Salingaros on Gomez-Davila

Dear Friedrich --

I was so taken by the aphorisms of Nicolas Gomez-Davila that I asked Nikos Salingaros, who turned them up and translated some of them, if we could run his piece about Gomez-Davila on 2Blowhards. Nikos graciously agreed. So it's my pleasure to present his introduction and translations.

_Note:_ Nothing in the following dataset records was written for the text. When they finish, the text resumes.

//! CLI output formatting

use crate::{
    core::{ExecutionStatus, Step},
    execution::ExecutionEvent,
    persistence::ExecutionSummary,
    probe::{CandidateVerdict, ProbeReport},
};
use console::Emoji;
use indicatif::{ProgressBar, ProgressStyle};
use std::time::Duration;

// Re-export style
pub use console::style;

// Emojis for output
pub static CHECK: Emoji<'_, '_> = Emoji("✅ ", "✓ ");
pub static CROSS: Emoji<'_, '_> = Emoji("❌ ", "✗ ");
pub static SPINNER: Emoji<'_, '_> = Emoji("⏳ ", "~ ");
pub static INFO: Emoji<'_, '_> = Emoji("ℹ️  ", "i ");
pub static WARN: Emoji<'_, '_> = Emoji("⚠️  ", "! ");
pub static ROCKET: Emoji<'_, '_> = Emoji("🚀 ", "> ");
pub static SKIP: Emoji<'_, '_> = Emoji("⏭️  ", "- ");

/// Spinner shown while a step runs
pub fn create_step_spinner(message: String) -> ProgressBar {
    let spinner = ProgressBar::new_spinner();
    spinner.set_style(
        ProgressStyle::default_spinner()
            .template("{spinner:.green} [{elapsed_precise}] {msg}")
            .unwrap_or_else(|_| ProgressStyle::default_spinner()),
    );
    spinner.set_message(message);
    spinner.enable_steady_tick(Duration::from_millis(100));
    spinner
}

/// Format an execution status for display
pub fn format_status(status: ExecutionStatus) -> String {
    match status {
        ExecutionStatus::Pending => style("PENDING").dim().to_string(),
        ExecutionStatus::Running => style("RUNNING").yellow().to_string(),
        ExecutionStatus::Completed => style("COMPLETED").green().to_string(),
        ExecutionStatus::Failed => style("FAILED").red().to_string(),
    }
}

/// One line of the step plan
pub fn format_plan_step(index: usize, step: &Step) -> String {
    format!(
        "{:>2}. {} {} {}",
        index + 1,
        style(&step.id).cyan(),
        style(format!("[{}]", step.kind())).dim(),
        step.description
    )
}

/// Format execution summary for display
pub fn format_execution_summary(summary: &ExecutionSummary) -> String {
    let status_icon = match summary.status {
        ExecutionStatus::Completed => CHECK,
        ExecutionStatus::Failed => CROSS,
        ExecutionStatus::Running => SPINNER,
        ExecutionStatus::Pending => INFO,
    };

    let mut line = format!(
        "{} {} - {} - {} - {} ({}/{})",
        status_icon,
        style(short_id(&summary.execution_id)).dim(),
        style(summary.started_at.format("%Y-%m-%d %H:%M:%S")).dim(),
        style(&summary.pipeline_name).bold(),
        format_status(summary.status),
        summary.completed_steps,
        summary.total_steps,
    );
    if let Some(step) = &summary.failed_step {
        line.push_str(&format!(" at {}", style(step).red()));
    }
    line
}

/// Format a probe report: every candidate with its verdict
pub fn format_probe_report(report: &ProbeReport) -> String {
    let mut lines = Vec::new();
    match &report.selected {
        Some(tool) => lines.push(format!(
            "{} {} {} {}",
            CHECK,
            style(&report.tool).bold(),
            tool.path.display(),
            style(tool.version.as_deref().unwrap_or("")).dim()
        )),
        None => lines.push(format!("{} {} not found", CROSS, style(&report.tool).bold())),
    }

    for candidate in &report.candidates {
        let verdict = match &candidate.verdict {
            CandidateVerdict::Accepted { .. } => style("accepted".to_string()).green(),
            CandidateVerdict::Stub { rule } => style(format!("stub ({})", rule)).yellow(),
            CandidateVerdict::Unusable { reason } => {
                style(format!("unusable ({})", reason)).red()
            }
        };
        lines.push(format!("    {} {}", candidate.path.display(), verdict));
    }
    lines.join("\n")
}

/// Format an execution event for display
pub fn format_execution_event(event: &ExecutionEvent) -> Option<String> {
    let line = match event {
        ExecutionEvent::PipelineStarted {
            execution_id,
            pipeline_name,
            total_steps,
        } => format!(
            "{} Provisioning {} ({} steps, {})",
            ROCKET,
            style(pipeline_name).bold(),
            total_steps,
            style(short_id(execution_id)).dim()
        ),
        ExecutionEvent::StepStarted { .. } => return None,
        ExecutionEvent::ToolProbed {
            tool,
            found,
            rejected,
            ..
        } => {
            let ignored = if *rejected > 0 {
                style(format!(" ({} candidate(s) ignored)", rejected))
                    .dim()
                    .to_string()
            } else {
                String::new()
            };
            match found {
                Some(path) => format!(
                    "  {} {} found at {}{}",
                    INFO,
                    style(tool).cyan(),
                    path.display(),
                    ignored
                ),
                None => format!("  {} {} not found{}", WARN, style(tool).yellow(), ignored),
            }
        }
        ExecutionEvent::RemediationStarted { tool, package, .. } => format!(
            "  {} Installing {} ({})",
            SPINNER,
            style(tool).cyan(),
            style(package).dim()
        ),
        ExecutionEvent::RemediationFinished { outcome, .. } => {
            format!("  {} {}", INFO, style(outcome).dim())
        }
        ExecutionEvent::CommandStarted { command, .. } => {
            format!("  {} {}", style("$").dim(), style(command).dim())
        }
        ExecutionEvent::StepCompleted { step_id, detail } => {
            format!("{} {} {}", CHECK, style(step_id).green(), style(detail).dim())
        }
        ExecutionEvent::StepFailed { step_id, error, .. } => {
            format!("{} {}: {}", CROSS, style(step_id).red(), error)
        }
        ExecutionEvent::StepSkipped { step_id, .. } => {
            format!("{} {}", SKIP, style(step_id).dim())
        }
        ExecutionEvent::PipelineCompleted { .. } => return None,
    };
    Some(line)
}

/// Last `max_lines` lines of subprocess output
pub fn format_output(output: &str, max_lines: usize) -> String {
    let lines: Vec<&str> = output.lines().collect();

    if lines.len() <= max_lines {
        output.trim_end().to_string()
    } else {
        let tail = lines[lines.len() - max_lines..].join("\n");
        format!(
            "{} ({} earlier lines)\n{}",
            style("[truncated]").dim(),
            lines.len() - max_lines,
            tail
        )
    }
}

pub fn format_duration(duration: Duration) -> String {
    let secs = duration.as_secs();
    if secs < 60 {
        format!("{}s", secs)
    } else if secs < 3600 {
        format!("{}m {}s", secs / 60, secs % 60)
    } else {
        format!("{}h {}m {}s", secs / 3600, (secs % 3600) / 60, secs % 60)
    }
}

fn short_id(id: &uuid::Uuid) -> String {
    id.to_string()[..8].to_string()
}
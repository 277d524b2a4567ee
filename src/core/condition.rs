//! Success predicates for process results

use crate::runner::CommandOutput;
use regex::Regex;
use tracing::warn;

/// Pattern for matching process output (not serializable due to Regex)
#[derive(Debug, Clone)]
pub enum ConditionPattern {
    /// Case-insensitive substring match
    Simple(String),
    /// Regular expression match
    Regex(Regex),
}

impl ConditionPattern {
    /// Build a pattern, falling back to a substring match when the regex is invalid
    pub fn new(pattern: &str, use_regex: bool) -> Self {
        if use_regex {
            match Regex::new(pattern) {
                Ok(regex) => ConditionPattern::Regex(regex),
                Err(e) => {
                    warn!("Invalid regex '{}', matching it as plain text: {}", pattern, e);
                    ConditionPattern::Simple(pattern.to_string())
                }
            }
        } else {
            ConditionPattern::Simple(pattern.to_string())
        }
    }

    /// Check if the pattern matches the given text
    pub fn matches(&self, text: &str) -> bool {
        match self {
            ConditionPattern::Simple(pattern) => {
                text.to_lowercase().contains(&pattern.to_lowercase())
            }
            ConditionPattern::Regex(regex) => regex.is_match(text),
        }
    }

    pub fn display(&self) -> String {
        match self {
            ConditionPattern::Simple(s) => s.clone(),
            ConditionPattern::Regex(r) => format!("[regex: {}]", r.as_str()),
        }
    }
}

/// Verdict of a success predicate over one process result
#[derive(Debug, Clone, PartialEq, Eq)]
pub enum Verdict {
    /// Exit code 0
    Success,
    /// Non-zero exit whose cause is explicitly tolerated
    Tolerated(String),
    /// Anything else
    Failure,
}

/// Decides whether a finished process counts as success
///
/// Exit code 0 is always success. A non-zero exit is tolerated only when the
/// code is listed or the output matches the tolerated pattern.
#[derive(Debug, Clone, Default)]
pub struct SuccessPredicate {
    pub tolerated_exit_codes: Vec<i32>,
    pub tolerated_output: Option<ConditionPattern>,
}

impl SuccessPredicate {
    /// Plain "exit code == 0"
    pub fn exit_zero() -> Self {
        Self::default()
    }

    pub fn tolerating(exit_codes: Vec<i32>, output: Option<ConditionPattern>) -> Self {
        Self {
            tolerated_exit_codes: exit_codes,
            tolerated_output: output,
        }
    }

    pub fn evaluate(&self, output: &CommandOutput) -> Verdict {
        if output.is_success() {
            return Verdict::Success;
        }

        if let Some(code) = output.exit_code {
            if self.tolerated_exit_codes.contains(&code) {
                return Verdict::Tolerated(format!("exit code {} is tolerated", code));
            }
        }

        if let Some(pattern) = &self.tolerated_output {
            if pattern.matches(&output.combined()) {
                return Verdict::Tolerated(format!(
                    "output matched '{}'",
                    pattern.display()
                ));
            }
        }

        Verdict::Failure
    }
}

Annotations on an Implicit Text

The work of Nicolas Gomez-Davila

By Nikos A. Salingaros
Many persons of letters today consider the Colombian philosopher Nicolas Gomez-Davila (1913-1994) as one of the foremost intellectuals of our time. His work consists exclusively of brief comments, or aphorisms, which he called "Notes on the margins of an implicit text". Gomez-Davila published three different books (a total of five volumes) of aphorisms in Spanish. To the best of my knowledge, none of his work is available in English. My own interest in this comes from the extraordinary comments on artistic, architectural, and urban matters that Gomez-Davila's work contains, mixed in with observations about politics, religion, tradition, culture, and society.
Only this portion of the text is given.